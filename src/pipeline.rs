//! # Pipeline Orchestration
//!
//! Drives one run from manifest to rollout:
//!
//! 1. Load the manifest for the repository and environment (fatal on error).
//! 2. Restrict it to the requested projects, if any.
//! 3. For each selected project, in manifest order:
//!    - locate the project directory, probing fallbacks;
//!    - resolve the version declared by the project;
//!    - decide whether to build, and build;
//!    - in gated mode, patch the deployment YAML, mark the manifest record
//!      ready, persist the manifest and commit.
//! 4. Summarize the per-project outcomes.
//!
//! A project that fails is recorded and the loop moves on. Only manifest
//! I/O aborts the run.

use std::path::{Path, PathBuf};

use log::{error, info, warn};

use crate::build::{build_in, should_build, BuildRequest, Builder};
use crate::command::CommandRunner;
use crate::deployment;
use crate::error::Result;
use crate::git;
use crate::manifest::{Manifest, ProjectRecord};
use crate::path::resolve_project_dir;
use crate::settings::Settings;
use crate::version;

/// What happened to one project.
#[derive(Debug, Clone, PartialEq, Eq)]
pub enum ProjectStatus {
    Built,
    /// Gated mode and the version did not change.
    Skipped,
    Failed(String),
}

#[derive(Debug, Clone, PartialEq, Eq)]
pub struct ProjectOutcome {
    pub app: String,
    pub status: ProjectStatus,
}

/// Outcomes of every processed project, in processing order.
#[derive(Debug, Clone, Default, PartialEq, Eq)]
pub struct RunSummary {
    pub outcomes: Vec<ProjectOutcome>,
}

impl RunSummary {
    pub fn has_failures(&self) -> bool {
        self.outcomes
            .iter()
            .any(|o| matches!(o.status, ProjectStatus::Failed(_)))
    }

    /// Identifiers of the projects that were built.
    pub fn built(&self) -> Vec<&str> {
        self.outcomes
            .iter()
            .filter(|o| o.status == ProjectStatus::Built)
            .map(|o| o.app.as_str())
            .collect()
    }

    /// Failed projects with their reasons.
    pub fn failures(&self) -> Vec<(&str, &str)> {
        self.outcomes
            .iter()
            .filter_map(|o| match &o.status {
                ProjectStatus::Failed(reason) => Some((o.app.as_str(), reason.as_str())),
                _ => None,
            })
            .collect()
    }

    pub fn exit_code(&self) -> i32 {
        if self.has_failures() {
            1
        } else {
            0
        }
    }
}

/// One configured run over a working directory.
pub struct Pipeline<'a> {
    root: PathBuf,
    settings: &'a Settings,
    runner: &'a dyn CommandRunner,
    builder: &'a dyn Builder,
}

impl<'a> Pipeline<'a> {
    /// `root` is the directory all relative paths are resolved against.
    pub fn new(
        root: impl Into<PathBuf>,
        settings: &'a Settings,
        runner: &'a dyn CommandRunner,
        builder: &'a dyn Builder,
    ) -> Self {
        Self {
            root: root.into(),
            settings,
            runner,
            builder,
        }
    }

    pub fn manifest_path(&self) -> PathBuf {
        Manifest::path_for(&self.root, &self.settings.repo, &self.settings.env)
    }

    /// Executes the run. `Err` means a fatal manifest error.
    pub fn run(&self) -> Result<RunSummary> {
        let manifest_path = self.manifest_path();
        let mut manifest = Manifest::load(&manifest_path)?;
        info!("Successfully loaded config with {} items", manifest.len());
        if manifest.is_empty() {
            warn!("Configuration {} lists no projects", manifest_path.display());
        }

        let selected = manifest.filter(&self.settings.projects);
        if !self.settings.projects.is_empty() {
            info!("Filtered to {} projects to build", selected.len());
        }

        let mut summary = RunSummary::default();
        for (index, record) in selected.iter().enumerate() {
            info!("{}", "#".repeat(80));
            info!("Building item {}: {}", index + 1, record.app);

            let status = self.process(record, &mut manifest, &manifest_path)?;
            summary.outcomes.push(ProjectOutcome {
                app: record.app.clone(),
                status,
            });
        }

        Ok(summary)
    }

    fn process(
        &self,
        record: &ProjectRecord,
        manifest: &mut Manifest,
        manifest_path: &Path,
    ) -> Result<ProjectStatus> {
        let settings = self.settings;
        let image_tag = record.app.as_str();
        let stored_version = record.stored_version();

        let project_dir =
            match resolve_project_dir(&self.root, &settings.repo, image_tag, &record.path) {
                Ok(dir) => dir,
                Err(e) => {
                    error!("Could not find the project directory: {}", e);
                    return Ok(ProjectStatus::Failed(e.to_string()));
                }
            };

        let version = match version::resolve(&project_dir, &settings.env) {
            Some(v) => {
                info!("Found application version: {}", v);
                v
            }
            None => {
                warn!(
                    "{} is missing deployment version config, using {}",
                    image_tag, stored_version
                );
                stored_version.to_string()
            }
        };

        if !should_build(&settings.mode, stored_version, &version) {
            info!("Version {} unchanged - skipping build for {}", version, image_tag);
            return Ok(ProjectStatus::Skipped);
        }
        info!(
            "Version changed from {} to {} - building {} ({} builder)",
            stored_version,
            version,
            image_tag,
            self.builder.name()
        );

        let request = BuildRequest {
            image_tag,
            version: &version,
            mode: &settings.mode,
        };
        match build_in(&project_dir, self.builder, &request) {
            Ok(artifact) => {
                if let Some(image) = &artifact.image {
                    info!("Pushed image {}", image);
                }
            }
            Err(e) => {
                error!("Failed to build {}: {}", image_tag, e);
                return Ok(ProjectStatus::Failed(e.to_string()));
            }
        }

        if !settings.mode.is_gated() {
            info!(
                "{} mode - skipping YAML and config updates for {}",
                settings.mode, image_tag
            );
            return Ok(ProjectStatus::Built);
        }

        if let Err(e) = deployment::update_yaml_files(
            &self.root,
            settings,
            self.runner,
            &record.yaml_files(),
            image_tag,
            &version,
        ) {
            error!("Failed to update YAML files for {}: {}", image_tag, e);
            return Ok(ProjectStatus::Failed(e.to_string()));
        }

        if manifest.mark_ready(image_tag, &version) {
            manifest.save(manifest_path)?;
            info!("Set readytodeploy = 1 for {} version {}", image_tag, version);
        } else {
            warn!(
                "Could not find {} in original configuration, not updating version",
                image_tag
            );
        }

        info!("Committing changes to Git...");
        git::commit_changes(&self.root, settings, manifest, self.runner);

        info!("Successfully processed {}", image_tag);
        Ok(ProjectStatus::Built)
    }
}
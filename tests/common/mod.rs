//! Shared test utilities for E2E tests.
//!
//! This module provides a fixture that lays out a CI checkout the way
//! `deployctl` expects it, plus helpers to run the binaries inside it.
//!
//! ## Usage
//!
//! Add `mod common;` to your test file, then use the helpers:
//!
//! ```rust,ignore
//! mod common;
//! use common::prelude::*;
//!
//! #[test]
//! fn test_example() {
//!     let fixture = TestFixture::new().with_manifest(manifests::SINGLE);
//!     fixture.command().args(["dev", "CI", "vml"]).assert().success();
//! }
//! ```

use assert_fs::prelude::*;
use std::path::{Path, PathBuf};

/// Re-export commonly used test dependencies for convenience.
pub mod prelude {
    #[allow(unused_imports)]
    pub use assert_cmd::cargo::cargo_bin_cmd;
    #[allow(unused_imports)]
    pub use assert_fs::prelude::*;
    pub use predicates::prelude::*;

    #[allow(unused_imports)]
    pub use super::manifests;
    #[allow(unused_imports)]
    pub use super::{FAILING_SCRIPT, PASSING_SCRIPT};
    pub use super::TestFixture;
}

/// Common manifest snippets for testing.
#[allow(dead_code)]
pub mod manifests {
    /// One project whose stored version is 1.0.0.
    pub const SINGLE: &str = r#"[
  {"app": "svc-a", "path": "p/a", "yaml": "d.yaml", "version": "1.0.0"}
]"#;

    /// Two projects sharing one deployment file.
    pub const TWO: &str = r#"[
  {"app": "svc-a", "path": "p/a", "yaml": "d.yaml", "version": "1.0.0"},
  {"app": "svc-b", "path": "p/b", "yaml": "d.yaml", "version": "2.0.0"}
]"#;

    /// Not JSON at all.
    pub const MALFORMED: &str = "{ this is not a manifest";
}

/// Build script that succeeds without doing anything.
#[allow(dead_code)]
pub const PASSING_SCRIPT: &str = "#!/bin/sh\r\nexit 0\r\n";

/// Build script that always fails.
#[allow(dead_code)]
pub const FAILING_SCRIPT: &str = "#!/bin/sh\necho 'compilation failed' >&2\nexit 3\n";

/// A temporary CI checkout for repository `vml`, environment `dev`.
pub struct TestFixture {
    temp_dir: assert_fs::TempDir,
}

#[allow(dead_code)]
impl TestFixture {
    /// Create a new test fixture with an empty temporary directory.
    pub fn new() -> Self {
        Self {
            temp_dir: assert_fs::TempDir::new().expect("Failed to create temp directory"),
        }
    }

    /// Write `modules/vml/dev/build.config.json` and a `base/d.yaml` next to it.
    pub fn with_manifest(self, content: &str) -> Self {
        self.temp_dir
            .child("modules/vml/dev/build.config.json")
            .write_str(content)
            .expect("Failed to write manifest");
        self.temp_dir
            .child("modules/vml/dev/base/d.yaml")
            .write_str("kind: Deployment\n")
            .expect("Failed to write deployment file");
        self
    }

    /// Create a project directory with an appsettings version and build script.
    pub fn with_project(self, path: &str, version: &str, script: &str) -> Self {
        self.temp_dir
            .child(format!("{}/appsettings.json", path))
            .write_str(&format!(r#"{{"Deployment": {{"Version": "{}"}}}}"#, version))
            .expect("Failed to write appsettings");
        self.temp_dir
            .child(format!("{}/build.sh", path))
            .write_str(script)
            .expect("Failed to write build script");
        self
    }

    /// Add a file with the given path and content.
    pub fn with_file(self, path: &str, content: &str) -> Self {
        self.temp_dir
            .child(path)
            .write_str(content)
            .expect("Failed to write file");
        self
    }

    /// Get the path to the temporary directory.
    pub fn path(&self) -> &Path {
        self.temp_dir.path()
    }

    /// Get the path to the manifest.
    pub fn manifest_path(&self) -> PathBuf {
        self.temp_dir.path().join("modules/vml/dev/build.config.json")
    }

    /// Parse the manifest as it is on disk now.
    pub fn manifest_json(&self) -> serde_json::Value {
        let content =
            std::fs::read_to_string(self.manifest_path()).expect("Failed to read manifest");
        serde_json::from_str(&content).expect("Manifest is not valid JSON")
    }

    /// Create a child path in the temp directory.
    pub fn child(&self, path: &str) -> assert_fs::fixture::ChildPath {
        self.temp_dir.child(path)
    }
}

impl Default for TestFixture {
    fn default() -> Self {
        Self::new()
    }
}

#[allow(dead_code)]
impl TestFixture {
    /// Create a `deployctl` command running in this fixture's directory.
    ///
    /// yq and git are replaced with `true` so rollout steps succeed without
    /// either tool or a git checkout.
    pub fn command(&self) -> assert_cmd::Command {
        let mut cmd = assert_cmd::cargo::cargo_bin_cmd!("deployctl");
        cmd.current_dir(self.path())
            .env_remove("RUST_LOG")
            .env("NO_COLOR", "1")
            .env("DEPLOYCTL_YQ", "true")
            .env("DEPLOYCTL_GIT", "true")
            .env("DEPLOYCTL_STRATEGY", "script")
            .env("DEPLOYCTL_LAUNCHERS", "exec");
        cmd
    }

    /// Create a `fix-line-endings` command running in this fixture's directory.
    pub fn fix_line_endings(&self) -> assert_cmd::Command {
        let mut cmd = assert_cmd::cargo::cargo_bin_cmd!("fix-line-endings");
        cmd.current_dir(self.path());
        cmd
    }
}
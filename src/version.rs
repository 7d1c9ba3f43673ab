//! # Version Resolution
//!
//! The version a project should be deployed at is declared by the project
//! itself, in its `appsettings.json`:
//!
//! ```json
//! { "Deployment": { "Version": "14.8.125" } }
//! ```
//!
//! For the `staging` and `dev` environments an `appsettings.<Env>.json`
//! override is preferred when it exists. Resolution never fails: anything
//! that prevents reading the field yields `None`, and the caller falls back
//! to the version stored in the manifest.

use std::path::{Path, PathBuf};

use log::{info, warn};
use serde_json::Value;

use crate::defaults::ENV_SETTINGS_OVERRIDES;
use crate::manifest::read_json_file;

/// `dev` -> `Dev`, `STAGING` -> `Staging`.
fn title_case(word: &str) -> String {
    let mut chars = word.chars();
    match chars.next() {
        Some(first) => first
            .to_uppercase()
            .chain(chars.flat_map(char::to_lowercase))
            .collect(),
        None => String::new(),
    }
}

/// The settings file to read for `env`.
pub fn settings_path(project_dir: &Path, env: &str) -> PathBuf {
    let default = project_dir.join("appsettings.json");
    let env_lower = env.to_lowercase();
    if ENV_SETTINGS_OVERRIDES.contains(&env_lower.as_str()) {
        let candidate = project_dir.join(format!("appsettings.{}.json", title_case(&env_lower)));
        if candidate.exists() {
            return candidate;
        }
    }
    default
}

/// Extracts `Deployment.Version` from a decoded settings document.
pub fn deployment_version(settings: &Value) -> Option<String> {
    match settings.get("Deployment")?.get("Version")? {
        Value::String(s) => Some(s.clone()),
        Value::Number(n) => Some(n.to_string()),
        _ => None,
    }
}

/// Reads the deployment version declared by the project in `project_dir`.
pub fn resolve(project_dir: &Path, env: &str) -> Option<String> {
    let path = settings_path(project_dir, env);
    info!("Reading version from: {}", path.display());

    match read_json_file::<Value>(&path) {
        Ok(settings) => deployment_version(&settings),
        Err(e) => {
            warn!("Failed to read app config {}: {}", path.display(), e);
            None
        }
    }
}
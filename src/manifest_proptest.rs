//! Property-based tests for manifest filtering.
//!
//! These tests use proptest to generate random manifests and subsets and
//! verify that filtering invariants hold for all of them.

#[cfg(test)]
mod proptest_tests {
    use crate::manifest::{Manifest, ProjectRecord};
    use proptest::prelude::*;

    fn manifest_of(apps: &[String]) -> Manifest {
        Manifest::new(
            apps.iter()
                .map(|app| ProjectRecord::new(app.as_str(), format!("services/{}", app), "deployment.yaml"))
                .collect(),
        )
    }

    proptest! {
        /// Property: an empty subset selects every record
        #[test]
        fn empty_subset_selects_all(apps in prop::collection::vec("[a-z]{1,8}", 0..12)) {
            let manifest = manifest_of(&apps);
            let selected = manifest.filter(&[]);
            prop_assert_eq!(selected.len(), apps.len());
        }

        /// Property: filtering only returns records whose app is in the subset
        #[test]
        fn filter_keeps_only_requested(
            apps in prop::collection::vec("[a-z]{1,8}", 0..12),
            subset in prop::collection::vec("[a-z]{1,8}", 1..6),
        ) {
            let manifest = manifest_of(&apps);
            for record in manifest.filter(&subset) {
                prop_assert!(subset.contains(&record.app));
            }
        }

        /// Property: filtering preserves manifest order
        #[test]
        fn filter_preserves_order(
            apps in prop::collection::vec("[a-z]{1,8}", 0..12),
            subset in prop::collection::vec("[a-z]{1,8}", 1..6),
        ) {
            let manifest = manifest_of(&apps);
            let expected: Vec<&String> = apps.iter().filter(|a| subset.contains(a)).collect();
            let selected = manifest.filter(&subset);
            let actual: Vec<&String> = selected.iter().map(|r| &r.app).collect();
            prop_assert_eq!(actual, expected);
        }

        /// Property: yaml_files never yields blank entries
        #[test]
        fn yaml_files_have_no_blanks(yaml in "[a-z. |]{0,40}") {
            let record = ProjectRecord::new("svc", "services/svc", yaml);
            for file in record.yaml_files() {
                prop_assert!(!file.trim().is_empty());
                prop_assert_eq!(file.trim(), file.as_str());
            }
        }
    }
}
==========
Task statement: Could you restate, word for word, the lines above from the one with "pub mod prelude" to the one with "pub use super::manifests;", both included?

Task solution:
pub mod prelude {
    #[allow(unused_imports)]
    pub use assert_cmd::cargo::cargo_bin_cmd;
    #[allow(unused_imports)]
    pub use assert_fs::prelude::*;
    pub use predicates::prelude::*;

    #[allow(unused_imports)]
    pub use super::manifests;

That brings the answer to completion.